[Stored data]
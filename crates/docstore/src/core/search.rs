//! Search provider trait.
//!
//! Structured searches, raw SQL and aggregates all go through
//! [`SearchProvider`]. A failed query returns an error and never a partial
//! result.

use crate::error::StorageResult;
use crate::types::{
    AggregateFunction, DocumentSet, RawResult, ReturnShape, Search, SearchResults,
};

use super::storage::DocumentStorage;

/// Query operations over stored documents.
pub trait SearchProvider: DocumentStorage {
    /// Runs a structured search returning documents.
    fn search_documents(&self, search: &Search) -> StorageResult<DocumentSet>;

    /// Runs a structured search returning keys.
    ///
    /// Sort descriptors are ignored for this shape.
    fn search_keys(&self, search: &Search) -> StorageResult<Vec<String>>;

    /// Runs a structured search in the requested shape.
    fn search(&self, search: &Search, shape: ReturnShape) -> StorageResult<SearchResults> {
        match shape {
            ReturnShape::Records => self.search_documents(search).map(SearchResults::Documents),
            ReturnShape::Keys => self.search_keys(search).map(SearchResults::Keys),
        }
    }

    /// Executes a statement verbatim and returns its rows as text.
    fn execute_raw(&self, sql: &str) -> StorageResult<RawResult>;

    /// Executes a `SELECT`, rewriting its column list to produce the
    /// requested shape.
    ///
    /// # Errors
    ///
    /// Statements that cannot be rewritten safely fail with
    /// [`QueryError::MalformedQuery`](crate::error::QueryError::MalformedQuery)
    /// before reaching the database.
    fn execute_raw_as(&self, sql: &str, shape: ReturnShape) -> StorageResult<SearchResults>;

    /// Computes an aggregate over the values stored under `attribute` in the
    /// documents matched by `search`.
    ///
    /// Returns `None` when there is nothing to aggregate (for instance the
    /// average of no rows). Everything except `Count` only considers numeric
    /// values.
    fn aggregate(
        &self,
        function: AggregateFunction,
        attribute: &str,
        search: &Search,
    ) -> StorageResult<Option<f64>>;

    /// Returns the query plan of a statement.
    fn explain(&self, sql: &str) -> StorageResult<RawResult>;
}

* * *

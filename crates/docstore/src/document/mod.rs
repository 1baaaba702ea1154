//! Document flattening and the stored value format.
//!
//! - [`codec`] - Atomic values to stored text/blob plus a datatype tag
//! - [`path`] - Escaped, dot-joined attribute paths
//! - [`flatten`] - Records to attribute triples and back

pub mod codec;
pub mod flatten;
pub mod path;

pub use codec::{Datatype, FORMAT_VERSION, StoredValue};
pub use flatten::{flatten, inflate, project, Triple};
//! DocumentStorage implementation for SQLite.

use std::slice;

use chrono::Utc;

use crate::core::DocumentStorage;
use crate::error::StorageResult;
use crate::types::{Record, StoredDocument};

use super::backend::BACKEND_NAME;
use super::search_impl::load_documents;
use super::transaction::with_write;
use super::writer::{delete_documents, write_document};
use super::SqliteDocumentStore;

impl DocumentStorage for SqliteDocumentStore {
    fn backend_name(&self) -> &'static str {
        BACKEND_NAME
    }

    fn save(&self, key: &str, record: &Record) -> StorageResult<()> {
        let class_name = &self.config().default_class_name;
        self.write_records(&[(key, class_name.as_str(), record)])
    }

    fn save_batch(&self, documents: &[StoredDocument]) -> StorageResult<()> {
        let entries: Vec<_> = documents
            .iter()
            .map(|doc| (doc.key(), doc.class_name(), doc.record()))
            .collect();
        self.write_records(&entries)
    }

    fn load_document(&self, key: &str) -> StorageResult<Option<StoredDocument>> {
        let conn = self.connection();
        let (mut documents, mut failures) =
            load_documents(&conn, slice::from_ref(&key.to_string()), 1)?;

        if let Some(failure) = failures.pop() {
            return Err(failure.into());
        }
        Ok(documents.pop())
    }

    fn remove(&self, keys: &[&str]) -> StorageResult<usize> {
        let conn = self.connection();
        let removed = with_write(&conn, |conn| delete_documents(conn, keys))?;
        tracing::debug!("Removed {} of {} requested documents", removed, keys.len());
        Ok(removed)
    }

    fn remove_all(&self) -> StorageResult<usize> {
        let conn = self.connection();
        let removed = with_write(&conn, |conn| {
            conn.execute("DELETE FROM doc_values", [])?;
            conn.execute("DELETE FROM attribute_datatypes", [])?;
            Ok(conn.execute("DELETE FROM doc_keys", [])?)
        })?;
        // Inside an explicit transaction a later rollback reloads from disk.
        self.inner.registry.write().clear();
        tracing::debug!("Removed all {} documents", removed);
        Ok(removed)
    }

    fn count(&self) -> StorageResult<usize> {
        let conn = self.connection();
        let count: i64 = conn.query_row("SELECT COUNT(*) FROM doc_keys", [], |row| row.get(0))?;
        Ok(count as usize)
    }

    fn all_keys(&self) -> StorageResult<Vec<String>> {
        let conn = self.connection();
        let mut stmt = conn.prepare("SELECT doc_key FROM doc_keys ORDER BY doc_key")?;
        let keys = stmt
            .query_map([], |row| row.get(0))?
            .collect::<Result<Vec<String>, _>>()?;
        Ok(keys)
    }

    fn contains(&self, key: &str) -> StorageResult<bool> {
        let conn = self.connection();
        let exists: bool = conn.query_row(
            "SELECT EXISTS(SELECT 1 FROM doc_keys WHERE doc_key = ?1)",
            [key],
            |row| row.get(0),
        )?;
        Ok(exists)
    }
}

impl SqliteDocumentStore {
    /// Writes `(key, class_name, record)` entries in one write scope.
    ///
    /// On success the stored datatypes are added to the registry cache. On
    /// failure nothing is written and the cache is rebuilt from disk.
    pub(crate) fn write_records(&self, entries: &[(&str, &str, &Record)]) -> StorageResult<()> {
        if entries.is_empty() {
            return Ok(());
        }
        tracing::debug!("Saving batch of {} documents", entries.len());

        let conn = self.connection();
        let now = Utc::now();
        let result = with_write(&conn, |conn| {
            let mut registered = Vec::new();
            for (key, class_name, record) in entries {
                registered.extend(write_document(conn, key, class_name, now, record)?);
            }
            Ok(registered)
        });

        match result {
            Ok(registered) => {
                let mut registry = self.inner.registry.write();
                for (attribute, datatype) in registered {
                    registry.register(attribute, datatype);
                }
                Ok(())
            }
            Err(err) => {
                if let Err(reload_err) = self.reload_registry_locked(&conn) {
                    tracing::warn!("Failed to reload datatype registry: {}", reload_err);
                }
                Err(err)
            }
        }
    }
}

==

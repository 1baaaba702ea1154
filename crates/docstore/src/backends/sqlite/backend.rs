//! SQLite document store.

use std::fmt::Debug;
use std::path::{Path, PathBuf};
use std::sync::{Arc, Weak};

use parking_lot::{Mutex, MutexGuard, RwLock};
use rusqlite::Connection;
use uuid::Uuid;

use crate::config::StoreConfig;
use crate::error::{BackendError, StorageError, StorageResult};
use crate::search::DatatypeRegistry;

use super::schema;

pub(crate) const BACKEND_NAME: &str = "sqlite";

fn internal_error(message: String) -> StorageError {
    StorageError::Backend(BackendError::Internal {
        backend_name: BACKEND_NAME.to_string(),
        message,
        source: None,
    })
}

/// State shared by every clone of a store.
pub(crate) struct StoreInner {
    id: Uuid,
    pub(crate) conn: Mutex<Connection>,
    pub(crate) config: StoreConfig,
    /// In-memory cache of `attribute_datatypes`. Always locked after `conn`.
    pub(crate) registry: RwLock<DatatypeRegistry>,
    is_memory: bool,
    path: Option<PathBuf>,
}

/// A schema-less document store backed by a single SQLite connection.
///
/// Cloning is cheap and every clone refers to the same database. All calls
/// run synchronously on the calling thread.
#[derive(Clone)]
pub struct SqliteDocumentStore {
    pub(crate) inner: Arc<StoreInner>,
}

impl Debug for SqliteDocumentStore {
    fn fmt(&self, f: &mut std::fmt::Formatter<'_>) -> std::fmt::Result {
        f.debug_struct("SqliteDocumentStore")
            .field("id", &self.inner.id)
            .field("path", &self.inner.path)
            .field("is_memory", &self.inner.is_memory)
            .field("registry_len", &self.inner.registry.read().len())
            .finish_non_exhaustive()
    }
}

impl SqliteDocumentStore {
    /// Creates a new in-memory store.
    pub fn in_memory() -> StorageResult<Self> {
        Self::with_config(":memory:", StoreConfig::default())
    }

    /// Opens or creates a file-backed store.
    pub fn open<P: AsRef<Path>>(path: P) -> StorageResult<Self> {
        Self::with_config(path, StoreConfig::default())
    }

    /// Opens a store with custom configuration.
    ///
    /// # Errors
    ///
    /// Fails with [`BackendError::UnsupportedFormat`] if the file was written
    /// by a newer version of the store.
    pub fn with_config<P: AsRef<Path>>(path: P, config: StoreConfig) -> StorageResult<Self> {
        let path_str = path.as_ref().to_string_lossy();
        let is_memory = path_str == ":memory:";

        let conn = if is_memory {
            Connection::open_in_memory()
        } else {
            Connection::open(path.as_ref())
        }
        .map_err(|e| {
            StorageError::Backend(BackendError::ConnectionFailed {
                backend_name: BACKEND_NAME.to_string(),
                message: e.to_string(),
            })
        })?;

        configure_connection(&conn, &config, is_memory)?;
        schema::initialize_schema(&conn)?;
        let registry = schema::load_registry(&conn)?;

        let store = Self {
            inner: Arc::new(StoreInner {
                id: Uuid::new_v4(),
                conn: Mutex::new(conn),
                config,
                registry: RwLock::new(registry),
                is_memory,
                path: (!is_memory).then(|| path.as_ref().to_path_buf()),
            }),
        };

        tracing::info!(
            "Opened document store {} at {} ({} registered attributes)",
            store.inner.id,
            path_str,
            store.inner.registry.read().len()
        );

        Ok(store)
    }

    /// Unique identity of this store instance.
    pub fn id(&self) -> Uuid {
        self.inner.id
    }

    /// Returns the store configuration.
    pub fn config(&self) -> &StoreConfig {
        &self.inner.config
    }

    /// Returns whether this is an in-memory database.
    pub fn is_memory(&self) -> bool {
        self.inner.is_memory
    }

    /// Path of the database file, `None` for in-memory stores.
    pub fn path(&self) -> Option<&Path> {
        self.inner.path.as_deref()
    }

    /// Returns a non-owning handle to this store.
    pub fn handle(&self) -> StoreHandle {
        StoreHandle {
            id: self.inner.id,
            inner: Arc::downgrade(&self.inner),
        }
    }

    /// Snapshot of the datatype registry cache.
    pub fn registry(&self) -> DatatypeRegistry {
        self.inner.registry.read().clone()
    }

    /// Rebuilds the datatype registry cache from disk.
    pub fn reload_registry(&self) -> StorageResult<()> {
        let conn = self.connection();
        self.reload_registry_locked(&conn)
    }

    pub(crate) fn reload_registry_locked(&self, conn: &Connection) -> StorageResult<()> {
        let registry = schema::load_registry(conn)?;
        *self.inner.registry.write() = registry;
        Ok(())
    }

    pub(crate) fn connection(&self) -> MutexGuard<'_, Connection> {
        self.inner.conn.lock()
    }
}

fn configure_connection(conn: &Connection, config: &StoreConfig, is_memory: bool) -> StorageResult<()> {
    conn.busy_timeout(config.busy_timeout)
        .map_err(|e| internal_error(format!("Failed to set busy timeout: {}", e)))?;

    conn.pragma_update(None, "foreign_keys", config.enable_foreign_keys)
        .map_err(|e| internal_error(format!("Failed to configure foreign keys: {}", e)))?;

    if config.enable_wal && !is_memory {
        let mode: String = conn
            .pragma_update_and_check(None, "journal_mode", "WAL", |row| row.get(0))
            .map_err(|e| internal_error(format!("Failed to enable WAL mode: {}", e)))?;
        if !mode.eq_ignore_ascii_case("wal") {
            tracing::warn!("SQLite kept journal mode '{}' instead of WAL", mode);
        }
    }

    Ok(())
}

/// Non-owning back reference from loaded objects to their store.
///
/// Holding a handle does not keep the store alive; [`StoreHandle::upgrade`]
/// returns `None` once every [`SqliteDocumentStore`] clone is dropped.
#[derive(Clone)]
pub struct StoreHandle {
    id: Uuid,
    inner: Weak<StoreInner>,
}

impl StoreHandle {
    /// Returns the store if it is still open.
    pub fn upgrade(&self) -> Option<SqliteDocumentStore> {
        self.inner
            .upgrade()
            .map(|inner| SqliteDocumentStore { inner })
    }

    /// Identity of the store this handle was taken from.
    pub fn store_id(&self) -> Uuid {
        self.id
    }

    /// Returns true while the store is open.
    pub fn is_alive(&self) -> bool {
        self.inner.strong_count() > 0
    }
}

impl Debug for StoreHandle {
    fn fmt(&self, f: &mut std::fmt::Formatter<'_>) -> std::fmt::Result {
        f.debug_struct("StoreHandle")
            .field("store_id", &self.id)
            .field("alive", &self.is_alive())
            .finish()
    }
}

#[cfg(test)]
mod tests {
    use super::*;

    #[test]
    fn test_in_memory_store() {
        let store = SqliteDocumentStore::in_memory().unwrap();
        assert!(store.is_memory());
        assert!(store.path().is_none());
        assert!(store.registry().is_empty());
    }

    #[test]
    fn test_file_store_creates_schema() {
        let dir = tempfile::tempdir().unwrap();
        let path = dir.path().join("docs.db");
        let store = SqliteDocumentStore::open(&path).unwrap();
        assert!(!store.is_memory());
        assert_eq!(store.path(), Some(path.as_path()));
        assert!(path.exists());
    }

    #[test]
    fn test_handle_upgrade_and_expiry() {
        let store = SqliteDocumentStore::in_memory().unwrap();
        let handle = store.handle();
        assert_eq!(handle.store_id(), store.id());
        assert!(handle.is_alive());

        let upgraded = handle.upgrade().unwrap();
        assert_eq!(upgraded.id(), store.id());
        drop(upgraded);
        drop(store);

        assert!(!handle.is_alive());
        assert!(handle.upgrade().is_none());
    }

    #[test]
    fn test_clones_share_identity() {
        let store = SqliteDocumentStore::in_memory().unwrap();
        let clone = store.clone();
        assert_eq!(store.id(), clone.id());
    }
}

# Exercise brief
The answer is the run of lines above from the line containing "filename crates/docstore/src/core/search.rs" through the line containing "for this shape.", copied exactly and alone.

# Output below
filename crates/docstore/src/core/search.rs
//! Search provider trait.
//!
//! Structured searches, raw SQL and aggregates all go through
//! [`SearchProvider`]. A failed query returns an error and never a partial
//! result.

use crate::error::StorageResult;
use crate::types::{
    AggregateFunction, DocumentSet, RawResult, ReturnShape, Search, SearchResults,
};

use super::storage::DocumentStorage;

/// Query operations over stored documents.
pub trait SearchProvider: DocumentStorage {
    /// Runs a structured search returning documents.
    fn search_documents(&self, search: &Search) -> StorageResult<DocumentSet>;

    /// Runs a structured search returning keys.
    ///
    /// Sort descriptors are ignored for this shape.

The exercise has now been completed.